Regína sacratíssimi Rosárii, ora pro nobis!

IHS

Ave Maria!
Fourth (Lætáre) Sunday of Lent—6 March AD 2016

The rose colored vestments for Lætáre Sunday tell us that Lent is roughly half over.
We are urged to rejoice today, but to rededicate ourselves to
the observance of Lent on the morrow.

 

Ordinary of the Mass
Mass Text - Latin
Mass Text - English
Lenten Observance
Saint John's Gospel - Chapter vi

“We are children of the free woman—in virtue of the freedom wherewith God has made us free.”[1]

     What Saint Paul meant by relating the story of Abraham's wife Sara and his concubine Agar is that by virtue of the Incarnation of Jesus Christ, those who follow Him are raised up above the level of the mundane.  Indeed, not only are we children of the free woman, we are in fact the adopted sons and daughters of God, Who has made us free.  This is something that we hear in Saint John's Gospel, read at the end of almost every Mass: “to those who received Him, He gave the power of becoming sons of God.”[2]
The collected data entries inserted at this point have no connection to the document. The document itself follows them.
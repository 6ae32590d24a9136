// ==========================================
// 日志系统初始化
// ==========================================
// 使用 tracing 和 tracing-subscriber
// 支持环境变量配置日志级别与输出格式
// ==========================================

use tracing_subscriber::{fmt, EnvFilter};

/// 日志格式环境变量（取值 "json" 时输出结构化日志）
pub const LOG_FORMAT_ENV: &str = "LINE_BALANCING_LOG_FORMAT";

/// 初始化日志系统
///
/// # 环境变量
/// - RUST_LOG: 日志级别过滤器（默认: info）
///   例如: RUST_LOG=debug 或 RUST_LOG=line_balancing=trace
/// - LINE_BALANCING_LOG_FORMAT: json / text（默认 text）
///
/// # 示例
/// ```no_run
/// use line_balancing::logging;
/// logging::init();
/// ```
pub fn init() {
    // 从环境变量读取日志级别，默认为 info
    let filter = EnvFilter::try_from_default_env().unwrap_or_else(|_| EnvFilter::new("info"));

    let json = std::env::var(LOG_FORMAT_ENV)
        .map(|v| v.trim().eq_ignore_ascii_case("json"))
        .unwrap_or(false);

    if json {
        fmt()
            .json()
            .with_env_filter(filter)
            .with_current_span(true)
            .init();
    } else {
        fmt()
            .with_env_filter(filter)
            .with_target(true)
            .with_thread_ids(false)
            .with_line_number(true)
            .init();
    }
}

/// 初始化测试环境的日志系统
///
/// 使用更详细的日志级别，便于调试
pub fn init_test() {
    let _ = fmt()
        .with_env_filter(EnvFilter::new("debug"))
        .with_test_writer()
        .try_init();
}
// ==========================================
// 生产线平衡引擎 - 平衡流程编排
// ==========================================
// 职责:
// 1) 产品选择 / 已保存会话加载 → 初始化状态存储
// 2) 人数调整、数量对话框默认值
// 3) 会话阶段管理 (Uninitialized → Active → Discarded)
// 4) 保存协议: 快照 → 网关 → 记录已保存修订号
// ==========================================
// 红线: 保存失败时内存会话保持不变;
// 内存与持久化状态只允许在“未保存修改”方向上不一致
// ==========================================

use crate::config::balancing_config::BalancingConfig;
use crate::domain::operator::OperationAssignment;
use crate::domain::session::{AssignmentRecord, OperatorRecord, SessionHeader, SessionSnapshot};
use crate::domain::types::{InstanceId, OperatorId, SessionPhase};
use crate::engine::balancing_store::{BalancingStore, QuantityChange};
use crate::engine::calculator::{BalancingCalculator, BalancingMetrics};
use crate::engine::error::{BalancingError, BalancingResult, GatewayError};
use crate::engine::events::{BalancingEvent, BalancingEventPublisher, OptionalEventPublisher};
use crate::engine::gateway::{OperationCatalog, PersistenceGateway, SavedSessionLoader};
use crate::engine::interaction::{AssignmentController, PlacementIntent};
use serde::{Deserialize, Serialize};
use std::sync::Arc;
use std::time::Duration;
use tracing::instrument;

/// 数量对话框参数
#[derive(Debug, Clone, PartialEq, Eq, Serialize, Deserialize)]
pub struct QuantityDialog {
    pub operation_id: String,
    pub min_units: u32,
    pub max_units: u32,
    pub default_units: u32,
}

/// 待完成的保存（快照 + 快照时的修订号）
#[derive(Debug, Clone, PartialEq)]
pub struct PendingSave {
    pub session_id: Option<String>,
    /// 会话代次（替换/放弃会话时递增）
    pub epoch: u64,
    pub revision: u64,
    pub snapshot: SessionSnapshot,
}

// ==========================================
// BalancingWorkflow - 平衡流程编排
// ==========================================
pub struct BalancingWorkflow {
    config: BalancingConfig,
    controller: AssignmentController,
    calculator: BalancingCalculator,
    phase: SessionPhase,
    store: Option<BalancingStore>,
    session_id: Option<String>,
    epoch: u64,
    revision: u64,
    saved_revision: Option<u64>,
}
    The Gospel read this morning as also that of Saint John, a few chapters later in the sixth chapter.[3]  It is a chapter that I recommend that all Christians read one a year in order to understand the chief benefit enjoyed by God's sons and daughters, the Most Blessed Sacrament of the Altar.  What we read today is only a prelude to the important part.  But the prelude is important in itself.

    First, it shows us the compassion of Jesus Christ.  He had drawn a large crowd—five thousand men, perhaps as many women, and maybe some children.  Quite likely many had come from a distance, and all would be hungry.  The Passover was near, so many of them would be making the trek to Jerusalem for the prescribed observance of the Feast.  They had to be fed, but feeding them would take a lot of bread.   “Two‑hundred denarii worth of bread” was the amount one could buy with two hundred days wages—over have a year!  And that, of course, presupposed that there was someone around who had that much to sell.  All they could find was a “young boy who had five barley loves and two fishes.”  But yet the crowd must be fed.

    So our Lord had them recline on the grass and began to hand out the bread and the fish—“as much as they wished.” And at the end, the leftovers were enough to fill twelve baskets!  We are reminded of the wedding at Cana, where compassion moved our Lord to produce very good wine in great quantity.  But today's miracle is even more impressive.  At Cana we know that the servants filled the jars with water, which then became wine.  But today our Lord is not “merely” turning one thing into another—He is creating new matter out of nothing!  It is reminiscent of God creating the world ex nihilo.  The twelve baskets contained physical matter that simply did not exist when Jesus decided to feed the crowd.

    As I mentioned, the rest of this sixth chapter of Saint John’s Gospel contains the promise of the Eucharist.  Quite likely, our Lord worked this miracle of the multiplication of loaves to prepare His followers for the possibility of His Body and Blood being simultaneously in all the tabernacles of the world.  His human priests do not create matter out of nothing, but with the words of consecration in the Mass, our Lord’s body and blood are called down to the altars all over the world to feed the great multitudes of Catholics as the spiritual food of God’s sons and daughters.

    I ask you to read the rest of the chapter at your earliest opportunity.  In it our Lord very clearly explains that He is the bread of Life, and that He will give Himself to us to eat and drink His body and blood.  And unless we eat and drink this sacred food we will not have life in us—but, if we do, He will raise us up on the last day.

    Parenthetically, I should mention that we receive Jesus’ body and blood even if we only receive the Communion host—we receive the living body of Christ, and it is not possible to separate that body from the blood coursing through his veins.  We are talking about the real body of Christ and not just a mere symbol!

    Finally, the sixth chapter of John demonstrates that our Lord was being quite literal—promising to give us His actual body and blood, and not a bare representation.  There are people in the crowd who question: “How can this man give us his flesh to eat?”[4]   “This saying is hard, and who can hear it?”[5]  Ultimately, these scoffers stopped following Jesus,—“many of his disciples went back; and walked no more with him.”[6]—but Jesus just let the unbelievers go—for faith is a gift that must come from the Father[7].  As Catholics, God has given us this gift.

    Be sure to read about it—Saint John’s Gospel, chapter 6—It is this faith that makes us free!

“We are children of the free woman—in virtue of the freedom wherewith God has made us free.”